2848 - The Role of the Sigmoid Colon in Late Gastrointestinal Toxicity in Cervical Cancer Patients Receiving Definitive Chemoradiation

10:45am - 12:00pm PT

Hall F

Screen: 5

POSTER

Presenter(s)

Phoebus Sun Cao, MD - SUNY Upstate Medical University, Syracuse, NY

P. Sun Cao, A. Ho, E. Hilliard, A. Marsallo, S. S. Hahn, P. D. Aridgides, and B. Simone; SUNY Upstate Medical University, Syracuse, NY

Purpose/Objective(s): Cervical cancer is the fourth most common cancer in women globally. Treatment of cervical cancer stage IB and above typically consists of definitive chemoradiation followed by brachytherapy. Clear dose constraints for the rectum and bladder exist, however, the role that radiation to the sigmoid colon plays in late gastrointestinal (GI) toxicity is not well defined. Hence, we sought to evaluate the association of sigmoid colon dose-volume data and GI toxicity.

Materials/Methods: We retrospectively identified patients with FIGO stage IB2-IVB cervical cancer at a single institution who underwent definitive chemoradiation followed by brachytherapy. All patients received intracavitary brachytherapy with or without interstitial needles. Both external beam radiotherapy (EBRT) and brachytherapy plans were examined and dosimetric data were collected. Sigmoid colon was contoured from the sigmoidodescending junction proximally to the rectosigmoid junction distally. EBRT dosimetric data included Dmax, Dmean, D2cc, D5cc, D10cc, and V40. Brachytherapy dosimetric data included D2cc, D5cc, and D10cc. The primary endpoint was late GI toxicity as defined by common terminology criteria for adverse events (CTCAE) v. 5.0. Additional factors evaluated included stage, smoking status, and weight. Univariate (UA) and multivariate analyses (MA) were performed using logistic regression.
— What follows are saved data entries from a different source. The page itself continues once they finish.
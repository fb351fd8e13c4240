use crate::core::{ConfigProvider, PassportApi, TransferApi};
use crate::domain::model::{
    DataTransfer, EncryptionStatus, NewPassport, NewRepairEntry, Passport, RepairEntry,
    TransferInitiation, UploadOutcome,
};
use crate::utils::error::{DppError, Result};
use crate::utils::validation::validate_url;
use async_trait::async_trait;
use reqwest::{multipart, Client, Response, StatusCode};
use url::Url;

/// reqwest 實作的後端客戶端，所有端點皆在同一個 origin 下
#[derive(Debug, Clone)]
pub struct HttpBackend {
    client: Client,
    base_url: Url,
}

impl HttpBackend {
    pub fn new<C: ConfigProvider + ?Sized>(config: &C) -> Result<Self> {
        validate_url("backend.base_url", config.base_url())?;
        let base_url = Url::parse(config.base_url()).map_err(|e| DppError::ConfigError {
            message: format!("Invalid backend URL: {}", e),
        })?;

        let mut builder = Client::builder();
        if let Some(timeout) = config.request_timeout() {
            builder = builder.timeout(timeout);
        }
        let client = builder.build()?;

        Ok(Self { client, base_url })
    }

    pub fn base_url(&self) -> &str {
        self.base_url.as_str()
    }

    fn endpoint(&self, segments: &[&str]) -> Result<Url> {
        let mut url = self.base_url.clone();
        url.path_segments_mut()
            .map_err(|_| DppError::ConfigError {
                message: format!("Backend URL cannot be a base: {}", self.base_url),
            })?
            .pop_if_empty()
            .extend(segments);
        Ok(url)
    }

    fn endpoint_with_query(&self, segments: &[&str], query: &[(&str, &str)]) -> Result<Url> {
        let mut url = self.endpoint(segments)?;
        url.query_pairs_mut().extend_pairs(query);
        Ok(url)
    }

    async fn ensure_success(response: Response) -> Result<Response> {
        let status = response.status();
        if status.is_success() {
            return Ok(response);
        }

        let body = response.text().await.unwrap_or_default();
        let message = if body.trim().is_empty() {
            status.canonical_reason().unwrap_or("request failed").to_string()
        } else {
            body
        };
        Err(DppError::ApiError {
            status: status.as_u16(),
            message,
        })
    }

    async fn fetch_passport(&self, url: Url, id: &str) -> Result<Passport> {
        tracing::debug!("GET {}", url);
        let response = self.client.get(url).send().await?;

        if response.status() == StatusCode::NOT_FOUND {
            return Err(DppError::NotFound {
                resource: "Passport".to_string(),
                id: id.to_string(),
            });
        }

        let response = Self::ensure_success(response).await?;
        Ok(response.json().await?)
    }
}

#[async_trait]
impl TransferApi for HttpBackend {
    async fn initiate_transfer(&self, product_id: &str) -> Result<TransferInitiation> {
        let url = self.endpoint(&["api", "edc-transfer", "initiate-async", product_id])?;
        tracing::debug!("POST {}", url);

        let response = self.client.post(url).send().await.map_err(|e| {
            tracing::warn!("Transfer initiation request failed: {}", e);
            initiation_failed()
        })?;

        if !response.status().is_success() {
            tracing::warn!("Transfer initiation returned {}", response.status());
            return Err(initiation_failed());
        }

        response.json().await.map_err(|e| {
            tracing::warn!("Transfer initiation response unreadable: {}", e);
            initiation_failed()
        })
    }

    async fn transfers_by_reference(&self, reference_id: &str) -> Result<Vec<DataTransfer>> {
        let url = self.endpoint(&["api", "data-transfers", "by-reference", reference_id])?;
        tracing::debug!("GET {}", url);

        let response = self
            .client
            .get(url)
            .send()
            .await
            .map_err(|e| DppError::StatusCheckError {
                message: e.to_string(),
            })?;

        let status = response.status();
        if !status.is_success() {
            return Err(DppError::StatusCheckError {
                message: format!("Failed to check transfer status: {}", status.as_u16()),
            });
        }

        response
            .json()
            .await
            .map_err(|e| DppError::StatusCheckError {
                message: e.to_string(),
            })
    }
}

fn initiation_failed() -> DppError {
    DppError::TransferInitiationError {
        message: "Failed to initiate EDC transfer".to_string(),
    }
}

#[async_trait]
impl PassportApi for HttpBackend {
    async fn list_passports(&self) -> Result<Vec<Passport>> {
        let url = self.endpoint(&["api", "dpp"])?;
        tracing::debug!("GET {}", url);
        let response = Self::ensure_success(self.client.get(url).send().await?).await?;
        Ok(response.json().await?)
    }

    async fn passport_detail(&self, id: &str) -> Result<Passport> {
        let url = self.endpoint_with_query(&["api", "dpp", "detail"], &[("id", id)])?;
        self.fetch_passport(url, id).await
    }

    async fn passport_by_serial(&self, serial_number: &str) -> Result<Passport> {
        let url = self.endpoint_with_query(
            &["api", "dpp", "by-serial"],
            &[("serialNumber", serial_number)],
        )?;
        self.fetch_passport(url, serial_number).await
    }

    async fn create_passport(&self, passport: &NewPassport) -> Result<Passport> {
        let url = self.endpoint(&["api", "dpp"])?;
        tracing::debug!("POST {}", url);
        let response =
            Self::ensure_success(self.client.post(url).json(passport).send().await?).await?;
        Ok(response.json().await?)
    }

    async fn add_repair(&self, passport_id: i64, repair: &NewRepairEntry) -> Result<RepairEntry> {
        let id = passport_id.to_string();
        let url =
            self.endpoint_with_query(&["api", "dpp", "repairs"], &[("passportId", id.as_str())])?;
        tracing::debug!("POST {}", url);
        let response =
            Self::ensure_success(self.client.post(url).json(repair).send().await?).await?;
        Ok(response.json().await?)
    }

    async fn upload_csv(
        &self,
        passport_id: i64,
        file_name: &str,
        data: Vec<u8>,
        encrypt: bool,
    ) -> Result<UploadOutcome> {
        let id = passport_id.to_string();
        let url = self.endpoint_with_query(&["api", "dpp", "upload-csv"], &[("id", id.as_str())])?;
        tracing::debug!("POST {} ({} bytes, encrypt={})", url, data.len(), encrypt);

        let file_part = multipart::Part::bytes(data)
            .file_name(file_name.to_string())
            .mime_str("text/csv")?;
        let form = multipart::Form::new()
            .part("file", file_part)
            .text("encrypt", encrypt.to_string());

        let response =
            Self::ensure_success(self.client.post(url).multipart(form).send().await?).await?;
        Ok(response.json().await?)
    }

    async fn download_csv(&self, passport_id: i64) -> Result<Vec<u8>> {
        let id = passport_id.to_string();
        let url = self.endpoint_with_query(
            &["api", "dpp", "download-csv"],
            &[("passportId", id.as_str())],
        )?;
        tracing::debug!("GET {}", url);

        let response = self.client.get(url).send().await?;
        if response.status() == StatusCode::NOT_FOUND {
            return Err(DppError::NotFound {
                resource: "CSV file for passport".to_string(),
                id,
            });
        }

        let response = Self::ensure_success(response).await?;
        Ok(response.bytes().await?.to_vec())
    }

    async fn encryption_status(&self) -> Result<EncryptionStatus> {
        let url = self.endpoint(&["api", "dpp", "encryption-status"])?;
        tracing::debug!("GET {}", url);
        let response = Self::ensure_success(self.client.get(url).send().await?).await?;
        Ok(response.json().await?)
    }
}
Results: We identified 74 patients with complete dosimetric data for evaluation. Most patients had stage II (n=22) and III (n=29) disease. The most common histology was squamous cell carcinoma (n=54). 72.9% of patients were Caucasian. Median follow-up was 34 months. While no parameters were predictive of grade 1 & 2 toxicity under UA, the EBRT Dmean (p=0.004), D2cc (p=0.018), D5cc (p=0.010), D10cc (p=0.040), and V40% (p=0.013) were significant under MA. Only EBRT V40% (p=0.047) remained significant as predictor for = grade 3 toxicity under UA. Overall, the patient’s stage, smoking status, and weight did not correlate with GI toxicity. On MA assessing all examined dosimetric factors and demographic factors, only the EBRT dosimetric factors Dmean (p=0.009), D2cc (p=0.012), D5cc (p=0.011), D10cc (p=0.047), and V40% (p=0.038) were significant specifically for Grade 1 & 2 toxicity.

Conclusion: Radiation dose to the sigmoid from EBRT was found to correlate with physician-reported late GI toxicity. Future studies should routinely assess sigmoid radiation dose during treatment planning and incorporate patient-reported outcomes in follow-up.